> DATA FOR PROCESSING:
-- Opening Marker --
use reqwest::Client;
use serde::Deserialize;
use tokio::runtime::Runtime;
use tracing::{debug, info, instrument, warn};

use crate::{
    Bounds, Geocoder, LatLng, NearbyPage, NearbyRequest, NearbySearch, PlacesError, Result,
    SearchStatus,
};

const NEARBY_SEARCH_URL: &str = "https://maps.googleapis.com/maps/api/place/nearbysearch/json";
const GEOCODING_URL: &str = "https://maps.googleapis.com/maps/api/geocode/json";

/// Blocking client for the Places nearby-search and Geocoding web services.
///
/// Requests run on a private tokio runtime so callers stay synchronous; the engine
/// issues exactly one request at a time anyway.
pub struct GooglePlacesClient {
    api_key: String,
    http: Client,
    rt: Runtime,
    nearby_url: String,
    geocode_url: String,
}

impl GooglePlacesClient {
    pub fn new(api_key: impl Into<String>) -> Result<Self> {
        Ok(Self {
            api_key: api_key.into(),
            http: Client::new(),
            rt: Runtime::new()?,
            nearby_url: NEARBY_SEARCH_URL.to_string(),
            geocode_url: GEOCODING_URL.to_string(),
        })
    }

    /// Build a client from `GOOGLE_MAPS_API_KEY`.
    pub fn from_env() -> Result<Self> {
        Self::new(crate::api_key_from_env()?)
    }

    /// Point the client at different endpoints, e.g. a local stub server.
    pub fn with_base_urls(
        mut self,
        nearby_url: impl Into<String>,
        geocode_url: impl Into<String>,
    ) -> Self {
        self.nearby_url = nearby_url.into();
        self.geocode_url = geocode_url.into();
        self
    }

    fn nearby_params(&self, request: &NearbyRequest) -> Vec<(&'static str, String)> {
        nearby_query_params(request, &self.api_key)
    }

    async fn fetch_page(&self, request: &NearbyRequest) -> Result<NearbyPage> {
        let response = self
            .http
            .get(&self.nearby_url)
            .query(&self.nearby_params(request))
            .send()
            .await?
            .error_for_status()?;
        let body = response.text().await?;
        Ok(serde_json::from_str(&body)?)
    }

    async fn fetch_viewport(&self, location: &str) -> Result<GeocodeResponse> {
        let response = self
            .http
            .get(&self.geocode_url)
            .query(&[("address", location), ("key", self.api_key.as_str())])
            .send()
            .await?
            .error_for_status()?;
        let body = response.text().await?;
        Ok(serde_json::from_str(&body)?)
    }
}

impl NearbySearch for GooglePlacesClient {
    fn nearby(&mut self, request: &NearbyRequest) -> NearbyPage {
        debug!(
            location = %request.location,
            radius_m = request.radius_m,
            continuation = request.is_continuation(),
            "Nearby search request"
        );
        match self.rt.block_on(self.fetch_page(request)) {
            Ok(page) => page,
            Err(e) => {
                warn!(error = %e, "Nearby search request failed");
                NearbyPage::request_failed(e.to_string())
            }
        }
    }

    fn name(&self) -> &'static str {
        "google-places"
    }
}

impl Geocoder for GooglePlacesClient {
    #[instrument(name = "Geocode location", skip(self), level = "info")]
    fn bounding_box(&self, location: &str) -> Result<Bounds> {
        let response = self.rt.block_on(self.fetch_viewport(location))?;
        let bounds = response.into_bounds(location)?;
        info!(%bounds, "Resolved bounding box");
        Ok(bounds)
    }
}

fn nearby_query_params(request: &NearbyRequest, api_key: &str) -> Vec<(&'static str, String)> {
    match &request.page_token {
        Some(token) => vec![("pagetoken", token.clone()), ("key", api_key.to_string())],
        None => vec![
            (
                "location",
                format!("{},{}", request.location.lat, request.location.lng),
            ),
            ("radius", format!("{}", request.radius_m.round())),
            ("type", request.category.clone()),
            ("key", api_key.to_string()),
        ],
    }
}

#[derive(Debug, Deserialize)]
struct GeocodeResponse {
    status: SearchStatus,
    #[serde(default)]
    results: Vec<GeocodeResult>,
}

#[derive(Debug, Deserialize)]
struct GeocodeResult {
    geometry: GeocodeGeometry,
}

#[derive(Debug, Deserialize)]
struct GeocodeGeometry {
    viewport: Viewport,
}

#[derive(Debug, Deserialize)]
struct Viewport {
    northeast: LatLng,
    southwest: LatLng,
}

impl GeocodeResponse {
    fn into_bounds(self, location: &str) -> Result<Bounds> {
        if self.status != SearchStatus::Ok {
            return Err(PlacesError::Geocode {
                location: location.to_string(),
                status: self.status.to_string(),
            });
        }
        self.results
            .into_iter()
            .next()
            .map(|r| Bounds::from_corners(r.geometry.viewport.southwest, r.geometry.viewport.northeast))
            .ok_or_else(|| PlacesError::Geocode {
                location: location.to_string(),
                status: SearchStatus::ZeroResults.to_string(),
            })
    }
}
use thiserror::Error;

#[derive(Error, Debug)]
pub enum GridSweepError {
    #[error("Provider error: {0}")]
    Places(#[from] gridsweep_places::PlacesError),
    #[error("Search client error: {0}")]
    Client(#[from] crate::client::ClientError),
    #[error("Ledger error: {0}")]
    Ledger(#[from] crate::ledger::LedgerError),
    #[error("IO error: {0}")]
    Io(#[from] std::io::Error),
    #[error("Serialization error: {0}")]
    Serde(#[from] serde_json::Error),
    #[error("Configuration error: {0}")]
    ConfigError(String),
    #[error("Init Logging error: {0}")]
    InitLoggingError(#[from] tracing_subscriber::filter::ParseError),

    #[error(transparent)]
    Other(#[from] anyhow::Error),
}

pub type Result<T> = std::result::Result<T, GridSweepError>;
-- Closing Marker --
> WHAT THE TASK ASKS:
Give back each line above precisely as it stands.

> COMPLETED TASK:
use reqwest::Client;
use serde::Deserialize;
use tokio::runtime::Runtime;
use tracing::{debug, info, instrument, warn};

use crate::{
    Bounds, Geocoder, LatLng, NearbyPage, NearbyRequest, NearbySearch, PlacesError, Result,
    SearchStatus,
};

const NEARBY_SEARCH_URL: &str = "https://maps.googleapis.com/maps/api/place/nearbysearch/json";
const GEOCODING_URL: &str = "https://maps.googleapis.com/maps/api/geocode/json";

/// Blocking client for the Places nearby-search and Geocoding web services.
///
/// Requests run on a private tokio runtime so callers stay synchronous; the engine
/// issues exactly one request at a time anyway.
pub struct GooglePlacesClient {
    api_key: String,
    http: Client,
    rt: Runtime,
    nearby_url: String,
    geocode_url: String,
}

impl GooglePlacesClient {
    pub fn new(api_key: impl Into<String>) -> Result<Self> {
        Ok(Self {
            api_key: api_key.into(),
            http: Client::new(),
            rt: Runtime::new()?,
            nearby_url: NEARBY_SEARCH_URL.to_string(),
            geocode_url: GEOCODING_URL.to_string(),
        })
    }

    /// Build a client from `GOOGLE_MAPS_API_KEY`.
    pub fn from_env() -> Result<Self> {
        Self::new(crate::api_key_from_env()?)
    }

    /// Point the client at different endpoints, e.g. a local stub server.
    pub fn with_base_urls(
        mut self,
        nearby_url: impl Into<String>,
        geocode_url: impl Into<String>,
    ) -> Self {
        self.nearby_url = nearby_url.into();
        self.geocode_url = geocode_url.into();
        self
    }

    fn nearby_params(&self, request: &NearbyRequest) -> Vec<(&'static str, String)> {
        nearby_query_params(request, &self.api_key)
    }

    async fn fetch_page(&self, request: &NearbyRequest) -> Result<NearbyPage> {
        let response = self
            .http
            .get(&self.nearby_url)
            .query(&self.nearby_params(request))
            .send()
            .await?
            .error_for_status()?;
        let body = response.text().await?;
        Ok(serde_json::from_str(&body)?)
    }

    async fn fetch_viewport(&self, location: &str) -> Result<GeocodeResponse> {
        let response = self
            .http
            .get(&self.geocode_url)
            .query(&[("address", location), ("key", self.api_key.as_str())])
            .send()
            .await?
            .error_for_status()?;
        let body = response.text().await?;
        Ok(serde_json::from_str(&body)?)
    }
}

impl NearbySearch for GooglePlacesClient {
    fn nearby(&mut self, request: &NearbyRequest) -> NearbyPage {
        debug!(
            location = %request.location,
            radius_m = request.radius_m,
            continuation = request.is_continuation(),
            "Nearby search request"
        );
        match self.rt.block_on(self.fetch_page(request)) {
            Ok(page) => page,
            Err(e) => {
                warn!(error = %e, "Nearby search request failed");
                NearbyPage::request_failed(e.to_string())
            }
        }
    }

    fn name(&self) -> &'static str {
        "google-places"
    }
}

impl Geocoder for GooglePlacesClient {
    #[instrument(name = "Geocode location", skip(self), level = "info")]
    fn bounding_box(&self, location: &str) -> Result<Bounds> {
        let response = self.rt.block_on(self.fetch_viewport(location))?;
        let bounds = response.into_bounds(location)?;
        info!(%bounds, "Resolved bounding box");
        Ok(bounds)
    }
}

fn nearby_query_params(request: &NearbyRequest, api_key: &str) -> Vec<(&'static str, String)> {
    match &request.page_token {
        Some(token) => vec![("pagetoken", token.clone()), ("key", api_key.to_string())],
        None => vec![
            (
                "location",
                format!("{},{}", request.location.lat, request.location.lng),
            ),
            ("radius", format!("{}", request.radius_m.round())),
            ("type", request.category.clone()),
            ("key", api_key.to_string()),
        ],
    }
}

#[derive(Debug, Deserialize)]
struct GeocodeResponse {
    status: SearchStatus,
    #[serde(default)]
    results: Vec<GeocodeResult>,
}

#[derive(Debug, Deserialize)]
struct GeocodeResult {
    geometry: GeocodeGeometry,
}

#[derive(Debug, Deserialize)]
struct GeocodeGeometry {
    viewport: Viewport,
}

#[derive(Debug, Deserialize)]
struct Viewport {
    northeast: LatLng,
    southwest: LatLng,
}

impl GeocodeResponse {
    fn into_bounds(self, location: &str) -> Result<Bounds> {
        if self.status != SearchStatus::Ok {
            return Err(PlacesError::Geocode {
                location: location.to_string(),
                status: self.status.to_string(),
            });
        }
        self.results
            .into_iter()
            .next()
            .map(|r| Bounds::from_corners(r.geometry.viewport.southwest, r.geometry.viewport.northeast))
            .ok_or_else(|| PlacesError::Geocode {
                location: location.to_string(),
                status: SearchStatus::ZeroResults.to_string(),
            })
    }
}
use thiserror::Error;

#[derive(Error, Debug)]
pub enum GridSweepError {
    #[error("Provider error: {0}")]
    Places(#[from] gridsweep_places::PlacesError),
    #[error("Search client error: {0}")]
    Client(#[from] crate::client::ClientError),
    #[error("Ledger error: {0}")]
    Ledger(#[from] crate::ledger::LedgerError),
    #[error("IO error: {0}")]
    Io(#[from] std::io::Error),
    #[error("Serialization error: {0}")]
    Serde(#[from] serde_json::Error),
    #[error("Configuration error: {0}")]
    ConfigError(String),
    #[error("Init Logging error: {0}")]
    InitLoggingError(#[from] tracing_subscriber::filter::ParseError),

    #[error(transparent)]
    Other(#[from] anyhow::Error),
}

pub type Result<T> = std::result::Result<T, GridSweepError>;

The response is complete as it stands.